The jewel box space, on a heavily trafficked stretch in SoHo, was conceived as an all-white showcase for the colorfully patterned Happy Socks designs. “We wanted an empty canvas where the socks speak for themselves. It’s like a candy store,” said Mikael Soderlindh, who cofounded Happy Socks with creative director Viktor Tell in 2008.
The SoHo store is the brand’s sixth retail unit worldwide. The company operates directly owned stores in Stockholm and Malmö, Sweden, as well as one unit in Tokyo. Local distribution partners operate retail locations in Hong Kong and Taipei.
Later this year a flagship will open in London, as well as additional units in Tokyo and Osaka, Japan. Next year a store is planned for Paris.
Happy Socks is now in about 70 markets around the world, with 60 distribution partners. United Legwear has grown the U.S. into the brand’s largest market, followed by Europe and Japan.
Happy Socks, which retail on average for $12 a pair, has helped fuel the trend of attention-grabbing fashion socks for both men and women. The brand will sell 10 million pairs of socks this year, worth about $120 million at retail, double that of 2012, according to the company.

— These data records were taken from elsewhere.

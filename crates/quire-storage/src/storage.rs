//! Storage trait and error types.
//!
//! Provides the core [`Storage`] trait for reading book content, along with
//! [`StorageError`] for unified error handling across backends.
//!
//! # Path Convention
//!
//! Paths are file paths relative to the storage root (e.g. `"SUMMARY.md"`,
//! `"chapter-1/intro.md"`). Absolute paths are passed through unchanged, which
//! is how include directives resolved against a working directory are read.

use std::path::{Path, PathBuf};

/// Directories never scanned for content: generated output and dependencies.
pub const EXCLUDED_DIRS: &[&str] = &["_book", "node_modules"];

/// Extensions recognised as markdown content.
const MARKDOWN_EXTENSIONS: &[&str] = &["md", "markdown"];

/// Whether `path` names a markdown content file.
pub fn is_markdown(path: &Path) -> bool {
    path.extension()
        .and_then(|e| e.to_str())
        .is_some_and(|ext| MARKDOWN_EXTENSIONS.iter().any(|m| ext.eq_ignore_ascii_case(m)))
}

/// Semantic error categories.
#[derive(Debug, PartialEq, Eq)]
#[non_exhaustive]
pub enum StorageErrorKind {
    /// Resource does not exist.
    NotFound,
    /// Permission denied.
    PermissionDenied,
    /// Invalid path (e.g. escapes the storage root).
    InvalidPath,
    /// Content is not valid UTF-8 text.
    InvalidData,
    /// Other/unknown error category.
    Other,
}

/// Storage error with semantic kind and backend-specific source.
#[derive(Debug)]
pub struct StorageError {
    /// Semantic error category.
    pub kind: StorageErrorKind,
    /// Path context (if applicable).
    pub path: Option<PathBuf>,
    /// Backend identifier (e.g., "Fs", "Mock").
    pub backend: Option<&'static str>,
    source: Option<Box<dyn std::error::Error + Send + Sync>>,
}

impl StorageError {
    /// Create a new storage error.
    #[must_use]
    pub fn new(kind: StorageErrorKind) -> Self {
        Self {
            kind,
            path: None,
            backend: None,
            source: None,
        }
    }

    /// Attach path context.
    #[must_use]
    pub fn with_path(mut self, path: impl Into<PathBuf>) -> Self {
        self.path = Some(path.into());
        self
    }

    /// Attach backend identifier.
    #[must_use]
    pub fn with_backend(mut self, backend: &'static str) -> Self {
        self.backend = Some(backend);
        self
    }

    /// Attach the underlying error source.
    #[must_use]
    pub fn with_source(mut self, source: impl std::error::Error + Send + Sync + 'static) -> Self {
        self.source = Some(Box::new(source));
        self
    }

    /// Downcast the source error to a concrete type.
    #[must_use]
    pub fn downcast_source<E: std::error::Error + 'static>(&self) -> Option<&E> {
        self.source.as_ref()?.downcast_ref()
    }

    /// Create a not found error with path.
    #[must_use]
    pub fn not_found(path: impl Into<PathBuf>) -> Self {
        Self::new(StorageErrorKind::NotFound).with_path(path)
    }

    /// Create a storage error from an I/O error.
    #[must_use]
    pub fn io(err: std::io::Error, path: impl Into<PathBuf>) -> Self {
        let kind = match err.kind() {
            std::io::ErrorKind::NotFound => StorageErrorKind::NotFound,
            std::io::ErrorKind::PermissionDenied => StorageErrorKind::PermissionDenied,
            std::io::ErrorKind::InvalidData => StorageErrorKind::InvalidData,
            _ => StorageErrorKind::Other,
        };
        Self::new(kind).with_path(path).with_source(err)
    }
}

impl std::fmt::Display for StorageError {
    fn fmt(&self, f: &mut std::fmt::Formatter<'_>) -> std::fmt::Result {
        // Format: "[Backend] Kind: message (path: foo/bar.md)"
        if let Some(backend) = self.backend {
            write!(f, "[{backend}] ")?;
        }

        let kind_str = match self.kind {
            StorageErrorKind::NotFound => "Not found",
            StorageErrorKind::PermissionDenied => "Permission denied",
            StorageErrorKind::InvalidPath => "Invalid path",
            StorageErrorKind::InvalidData => "Invalid data",
            StorageErrorKind::Other => "Error",
        };

        write!(f, "{kind_str}")?;

        if let Some(source) = &self.source {
            write!(f, ": {source}")?;
        }

        if let Some(path) = &self.path {
            write!(f, " (path: {})", path.display())?;
        }

        Ok(())
    }
}

impl std::error::Error for StorageError {
    fn source(&self) -> Option<&(dyn std::error::Error + 'static)> {
        self.source
            .as_ref()
            .map(|s| s.as_ref() as &(dyn std::error::Error + 'static))
    }
}

/// Read access to a book's content files.
///
/// Implementations are stateless from the caller's point of view: every call
/// goes to the backend.
pub trait Storage: Send + Sync {
    /// Read a file as UTF-8 text.
    ///
    /// # Errors
    ///
    /// Returns [`StorageError`] if the file doesn't exist or can't be read.
    fn read(&self, path: &Path) -> Result<String, StorageError>;

    /// Check if a file exists. Errors count as "doesn't exist".
    fn exists(&self, path: &Path) -> bool;

    /// List every markdown content file, relative to the storage root.
    ///
    /// Files under [`EXCLUDED_DIRS`] (and any extra exclusions the backend
    /// was configured with) and hidden entries are left out. The result is
    /// sorted.
    ///
    /// # Errors
    ///
    /// Returns [`StorageError`] if the root itself can't be listed.
    fn scan(&self) -> Result<Vec<PathBuf>, StorageError>;
}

The brand offers 80 to 100 different unisex sock styles per season. Designs come in two sizes, which are split relatively evenly in sales, indicating a solidly dual-gender customer base. “The fashion sock category has exploded, and Happy Socks is the best-known brand in the category,” said Rita Polidori O’Brien, vice president of licensing and marketing at New York-based United Legwear Co.
The brand is wholesaled to Nordstrom, Bloomingdale’s, Madewell, Crewcuts by J. Crew, Kitson and Opening Ceremony, and has grown into United Legwear’s third-biggest business, behind Puma and Skechers.